= Publius Hordeonius Lollianus =

Publius Hordeonius Lollianus (Πόπλιος Ὁρδεώνιος Λολλιανός) (2nd century AD) was a celebrated Greek sophist in the time of Hadrian and Antoninus Pius.

Referred to as just Lollianus, by Philostratus, and the Suda,
an Athenian Greek inscription, dating from c. 142, gives his full name as Publius Hordeonius Lollianus. He was a native of Ephesus, and received his training in the school of Isaeus of Assyria. He was the first person nominated to the professor's chair of sophistik at Athens, where he was appointed General of the Hoplites, a civic office, which, under the emperors, made him food controller for the city. The liberal manner in which he discharged the duties of this office in the time of a famine is recorded with well-merited praise by Philostratus. Two statues were erected to him at Athens, one in the agora, and the other in the small grove which he is said to have planted himself.

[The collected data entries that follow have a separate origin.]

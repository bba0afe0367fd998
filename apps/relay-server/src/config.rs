//! Server configuration.
//!
//! The relay/mount/handler configuration schema itself lives in
//! `relay_core::Config` (§6); this module is the thin CLI-facing layer
//! around it: loading the YAML file and applying environment/CLI overrides
//! for the handful of fields that aren't part of the relay configuration
//! value object (bind address, log level defaults).

use std::net::SocketAddr;
use std::path::Path;

use anyhow::{Context, Result};
use relay_core::Config;

/// Default HTTP bind address when neither the config file nor `--bind`
/// specify one.
pub const DEFAULT_BIND_ADDR: &str = "0.0.0.0:8000";

/// Loads the relay configuration from a YAML file.
pub fn load(path: &Path) -> Result<Config> {
    let content = std::fs::read_to_string(path)
        .with_context(|| format!("failed to read config file: {}", path.display()))?;
    serde_yaml::from_str(&content)
        .with_context(|| format!("failed to parse config file: {}", path.display()))
}

/// Resolves the bind address: `--bind` overrides the `RELAY_BIND_ADDR`
/// environment variable, which overrides the built-in default.
pub fn resolve_bind_addr(cli_override: Option<SocketAddr>) -> Result<SocketAddr> {
    if let Some(addr) = cli_override {
        return Ok(addr);
    }
    if let Ok(val) = std::env::var("RELAY_BIND_ADDR") {
        return val
            .parse()
            .with_context(|| format!("invalid RELAY_BIND_ADDR {val:?}"));
    }
    Ok(DEFAULT_BIND_ADDR.parse().expect("default bind addr is valid"))
}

The oratory of Lollianus was distinguished by the skill with which he brought forward his proofs, and by the richness of his style: he particularly excelled in extempore speaking; He gave his pupils systematic instruction in rhetoric, on which he wrote several works. These are all lost, but they are frequently referred to by the commentators on Hermogenes, who probably made great use of them.